* [INFORMATION PROVIDED]:
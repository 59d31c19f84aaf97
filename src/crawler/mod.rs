//! Crawler module for rendering and mirroring pages
//!
//! This module contains the core run logic, including:
//! - Bounded retry with a fixed interval
//! - Page fetching with idle detection and load timing
//! - Overall run coordination

mod coordinator;
mod fetcher;
mod retry;

pub use coordinator::{run_mirror, Coordinator, RunAborted};
pub use fetcher::{fetch, navigation_policy, FetchFailure, FetchedPage, LoadTime};
pub use retry::{execute, execute_if, RetryPolicy};
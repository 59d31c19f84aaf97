//! Configuration module for Sumi-Mirror
//!
//! This module handles loading, parsing, and validating TOML configuration
//! files. Every key is optional; the CLI layers its flags over whatever the
//! file provides and validates the merged result.
//!
//! # Example
//!
//! ```no_run
//! use sumi_mirror::config::load_config;
//! use std::path::Path;
//!
//! let config = load_config(Path::new("mirror.toml")).unwrap();
//! println!("Retry budget: {}", config.navigation.retries);
//! ```

mod parser;
mod types;
mod validation;

// Re-export types
pub use types::{
    BrowserConfig, IdleConfig, IdleStrategy, NavigationConfig, OutputConfig, RunConfig,
    DEFAULT_RETRIES, DEFAULT_RETRY_INTERVAL_MS, DEFAULT_TIMEOUT_MS,
};

// Re-export parser functions
pub use parser::{
    config_fingerprint, load_config, load_url_list, parse_config, parse_url_list, read_config,
};
pub use validation::validate;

* [WHAT THE EXERCISE ASKS]:
Once you have located every line with the word "This" in the material above, list those lines.

* [RESULT]:
//! This module contains the core run logic, including:
//! This module handles loading, parsing, and validating TOML configuration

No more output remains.